Now that there is finally this focus on the systemic problems in criminal justice, in particular the discussion of defunding or even abolishing police departments, should we regard bail reform as a component of that discussion? Or is it a completely separate track?
Steinberg: The way to analyze the criminal legal system is to look at it like a tapestry. You can pull any one thread and begin to disrupt and dismantle it. You can pull at the thread of cash bail and eliminate it and allow more people to be free and get them home. You can pull at the thread of jail conditions. You can pull at the thread of whether there should even be jails. You can pull at the thread of policing. It's all a tapestry of interwoven systems that all have to be reimagined in this new world that I hope will last — the legacy that I hope George Floyd's death has left behind for all of us.
I do think we're at a moment of reckoning. It is the most exciting, inspiring time, and heartbreaking time, that I can remember. And I've been around for quite a while now. People are finally stepping up and seeing the interconnectedness to other systems in this country that we have created that also have had devastating impacts on the Black community and on people of color in this country. I'm really hopeful.
Doyle: You've got people like Rand Paul and Kamala Harris talking about bond reform. You have states like New Jersey and California passing huge laws related to bail. I do think it's something in our present moment. The money bail system is closely tied to policing, because one of the big forms of unchecked police violence is the ability to send someone to jail on close to nothing at all.

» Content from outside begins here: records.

//! Fenced code block handling
//!
//! Drives a document through a two-state machine. Outside a fence every line
//! is rendered by [`render_line`]. A fence marker switches to
//! [`FenceState::Inside`], where lines are collected verbatim until the next
//! fence marker closes the block and the whole block is rendered in the
//! configured [`CodeStyle`]. A fence left open at the end of the document is
//! rendered with whatever it collected.

use crate::classify::{is_fence, render_line};
use crate::options::{CodeStyle, ConvertOptions, Glyphs};
use tracing::{debug, warn};

/// Lines captured between an opening and a closing fence marker
#[derive(Debug, Clone, PartialEq, Eq)]
pub struct CodeBlock {
    style: CodeStyle,
    lines: Vec<String>,
}

impl CodeBlock {
    pub fn open(style: CodeStyle) -> Self {
        Self {
            style,
            lines: Vec::new(),
        }
    }

    pub fn push(&mut self, line: &str) {
        self.lines.push(line.to_string());
    }

    pub fn len(&self) -> usize {
        self.lines.len()
    }

    pub fn is_empty(&self) -> bool {
        self.lines.is_empty()
    }

    /// Render every captured line with the block's style prefix.
    pub fn render(self, glyphs: &Glyphs) -> Vec<String> {
        let prefix = match self.style {
            CodeStyle::Inline => glyphs.code_label.as_str(),
            CodeStyle::Blockquote => "> ",
            CodeStyle::Plain => glyphs.code_indent.as_str(),
        };
        self.lines
            .into_iter()
            .map(|line| {
                if line.trim().is_empty() {
                    prefix.trim_end().to_string()
                } else {
                    format!("{prefix}{line}")
                }
            })
            .collect()
    }
}

/// Position of the scanner relative to code fences
#[derive(Debug, Clone, PartialEq, Eq)]
pub enum FenceState {
    Outside,
    Inside(CodeBlock),
}

impl FenceState {
    /// Feed one raw line, appending any rendered output to `out`.
    pub fn advance(self, line: &str, options: &ConvertOptions, out: &mut Vec<String>) -> Self {
        match self {
            FenceState::Outside if is_fence(line) => {
                debug!(line = out.len(), "code fence opened");
                FenceState::Inside(CodeBlock::open(options.code_style))
            }
            FenceState::Outside => {
                out.push(render_line(line, options));
                FenceState::Outside
            }
            FenceState::Inside(block) if is_fence(line) => {
                debug!(lines = block.len(), "code fence closed");
                out.extend(block.render(&options.glyphs));
                FenceState::Outside
            }
            FenceState::Inside(mut block) => {
                block.push(line);
                FenceState::Inside(block)
            }
        }
    }

    /// Flush a block still open at the end of the document.
    pub fn finish(self, options: &ConvertOptions, out: &mut Vec<String>) {
        if let FenceState::Inside(block) = self {
            warn!(lines = block.len(), "code fence not closed before end of document");
            out.extend(block.render(&options.glyphs));
        }
    }
}

/// Render a whole document line by line, preserving line order.
///
/// Input is split on `\n`; a trailing `\r` on each line is dropped.
pub fn render_document(text: &str, options: &ConvertOptions) -> Vec<String> {
    let mut out = Vec::new();
    let mut state = FenceState::Outside;
    for raw in text.split('\n') {
        let line = raw.strip_suffix('\r').unwrap_or(raw);
        state = state.advance(line, options, &mut out);
    }
    state.finish(options, &mut out);
    out
}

Steinberg: Interestingly I think some of this conversation actually started with Covid-19, to pivot a little bit. Covid-19 hit and it started coming into jails and spreading like wildfire. You cannot socially distance, you don't have access to protective gear, you barely have access to health care in most jails. We have 3,000 local jails in this country. And so, we saw that coming, and we knew that systems needed to begin to de-carcerate quickly to avoid a catastrophe. It simply shouldn't be that poverty — not being able to pay your cash bail — turns into a death sentence because you are sitting in a jail cell as Covid-19 is coming your way. So, we worked with our systems partners and encouraged them to de-carcerate as many people as they could, as quickly as they could, as Covid-19 began to bear down on us. That was in March. And we began to see jurisdictions release hundreds and hundreds and hundreds of people across the country. Which began to get people having the conversation. If we can do this when there's a health crisis, why couldn't we have done this all along?